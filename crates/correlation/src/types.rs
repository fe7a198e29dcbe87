//! Types produced by one correlation run.

use chrono::{DateTime, Utc};
use serde::{Deserialize, Serialize};
use shadowai_automations::RiskLevel;
use shadowai_connectors::types::Platform;
use shadowai_core::types::TenantId;
use uuid::Uuid;

#[derive(Debug, Clone, Copy, PartialEq, Eq, Hash, Serialize, Deserialize)]
pub struct ChainId(pub Uuid);

impl ChainId {
    pub fn new() -> Self {
        Self(Uuid::new_v4())
    }
}

impl Default for ChainId {
    fn default() -> Self {
        Self::new()
    }
}

#[derive(Debug, Clone, Serialize, Deserialize)]
pub struct DataProcessingStage {
    pub transformation_type: String,
}

#[derive(Debug, Clone, Serialize, Deserialize)]
pub struct WorkflowStage {
    pub data_processing: DataProcessingStage,
}

#[derive(Debug, Clone, Serialize, Deserialize)]
pub struct Workflow {
    pub stages: Vec<WorkflowStage>,
}

#[derive(Debug, Clone, Default, Serialize, Deserialize)]
pub struct ComplianceImpact {
    pub gdpr_violations: Vec<String>,
}

#[derive(Debug, Clone, Serialize, Deserialize)]
pub struct ChainRiskAssessment {
    pub overall_risk: f64,
    pub compliance_impact: ComplianceImpact,
}

/// One detected cross-platform automation workflow.
#[derive(Debug, Clone, Serialize, Deserialize)]
pub struct AutomationWorkflowChain {
    pub chain_id: ChainId,
    pub platforms: Vec<Platform>,
    pub workflow: Workflow,
    pub risk_level: RiskLevel,
    pub risk_assessment: ChainRiskAssessment,
}

/// `risk -> score` used both to roll chain-level risk into the run's
/// `overallRiskScore` and to report a single tenant-wide risk figure
///.
pub fn risk_level_score(level: RiskLevel) -> f64 {
    match level {
        RiskLevel::Low => 25.0,
        RiskLevel::Medium => 50.0,
        RiskLevel::High => 75.0,
        RiskLevel::Critical => 100.0,
    }
}

/// Stage-3 output: carries what stage 4 and the gateway's
/// `risk:assessment_update` payload need.
#[derive(Debug, Clone, Serialize, Deserialize)]
pub struct MultiPlatformRiskAssessment {
    pub overall_risk_score: f64,
    pub overall_risk_level: RiskLevel,
    pub high_risk_chain_count: usize,
    pub compliance_violation_count: usize,
}

#[derive(Debug, Clone, Serialize, Deserialize)]
pub struct CorrelationSummary {
    pub total_automation_chains: usize,
    pub cross_platform_workflows: usize,
    pub ai_integrations_detected: usize,
    pub compliance_violations: usize,
    pub overall_risk_score: f64,
}

#[derive(Debug, Clone, Default, Serialize, Deserialize)]
pub struct Recommendations {
    pub immediate: Vec<String>,
    pub short_term: Vec<String>,
    pub long_term: Vec<String>,
}

/// Full output of `execute_correlation_analysis`, cached as
/// `lastAnalysisResult` and served over `correlation:completed`.
#[derive(Debug, Clone, Serialize, Deserialize)]
pub struct CorrelationAnalysisResult {
    pub analysis_id: Uuid,
    pub tenant_id: TenantId,
    pub analysis_date: DateTime<Utc>,
    pub platforms: Vec<Platform>,
    pub summary: CorrelationSummary,
    pub workflows: Vec<AutomationWorkflowChain>,
    pub risk_assessment: MultiPlatformRiskAssessment,
    pub executive_summary: String,
    pub recommendations: Recommendations,
}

■ What is being asked ■
Give back each entry above precisely as it was written.

■ Task solution ■
filename crates/correlation/src/types.rs
repository fe7a198e29dcbe87
//! Types produced by one correlation run.

use chrono::{DateTime, Utc};
use serde::{Deserialize, Serialize};
use shadowai_automations::RiskLevel;
use shadowai_connectors::types::Platform;
use shadowai_core::types::TenantId;
use uuid::Uuid;

#[derive(Debug, Clone, Copy, PartialEq, Eq, Hash, Serialize, Deserialize)]
pub struct ChainId(pub Uuid);

impl ChainId {
    pub fn new() -> Self {
        Self(Uuid::new_v4())
    }
}

impl Default for ChainId {
    fn default() -> Self {
        Self::new()
    }
}

#[derive(Debug, Clone, Serialize, Deserialize)]
pub struct DataProcessingStage {
    pub transformation_type: String,
}

#[derive(Debug, Clone, Serialize, Deserialize)]
pub struct WorkflowStage {
    pub data_processing: DataProcessingStage,
}

#[derive(Debug, Clone, Serialize, Deserialize)]
pub struct Workflow {
    pub stages: Vec<WorkflowStage>,
}

#[derive(Debug, Clone, Default, Serialize, Deserialize)]
pub struct ComplianceImpact {
    pub gdpr_violations: Vec<String>,
}

#[derive(Debug, Clone, Serialize, Deserialize)]
pub struct ChainRiskAssessment {
    pub overall_risk: f64,
    pub compliance_impact: ComplianceImpact,
}

/// One detected cross-platform automation workflow.
#[derive(Debug, Clone, Serialize, Deserialize)]
pub struct AutomationWorkflowChain {
    pub chain_id: ChainId,
    pub platforms: Vec<Platform>,
    pub workflow: Workflow,
    pub risk_level: RiskLevel,
    pub risk_assessment: ChainRiskAssessment,
}

/// `risk -> score` used both to roll chain-level risk into the run's
/// `overallRiskScore` and to report a single tenant-wide risk figure
///.
pub fn risk_level_score(level: RiskLevel) -> f64 {
    match level {
        RiskLevel::Low => 25.0,
        RiskLevel::Medium => 50.0,
        RiskLevel::High => 75.0,
        RiskLevel::Critical => 100.0,
    }
}

/// Stage-3 output: carries what stage 4 and the gateway's
/// `risk:assessment_update` payload need.
#[derive(Debug, Clone, Serialize, Deserialize)]
pub struct MultiPlatformRiskAssessment {
    pub overall_risk_score: f64,
    pub overall_risk_level: RiskLevel,
    pub high_risk_chain_count: usize,
    pub compliance_violation_count: usize,
}

#[derive(Debug, Clone, Serialize, Deserialize)]
pub struct CorrelationSummary {
    pub total_automation_chains: usize,
    pub cross_platform_workflows: usize,
    pub ai_integrations_detected: usize,
    pub compliance_violations: usize,
    pub overall_risk_score: f64,
}

#[derive(Debug, Clone, Default, Serialize, Deserialize)]
pub struct Recommendations {
    pub immediate: Vec<String>,
    pub short_term: Vec<String>,
    pub long_term: Vec<String>,
}

/// Full output of `execute_correlation_analysis`, cached as
/// `lastAnalysisResult` and served over `correlation:completed`.
#[derive(Debug, Clone, Serialize, Deserialize)]
pub struct CorrelationAnalysisResult {
    pub analysis_id: Uuid,
    pub tenant_id: TenantId,
    pub analysis_date: DateTime<Utc>,
    pub platforms: Vec<Platform>,
    pub summary: CorrelationSummary,
    pub workflows: Vec<AutomationWorkflowChain>,
    pub risk_assessment: MultiPlatformRiskAssessment,
    pub executive_summary: String,
    pub recommendations: Recommendations,
}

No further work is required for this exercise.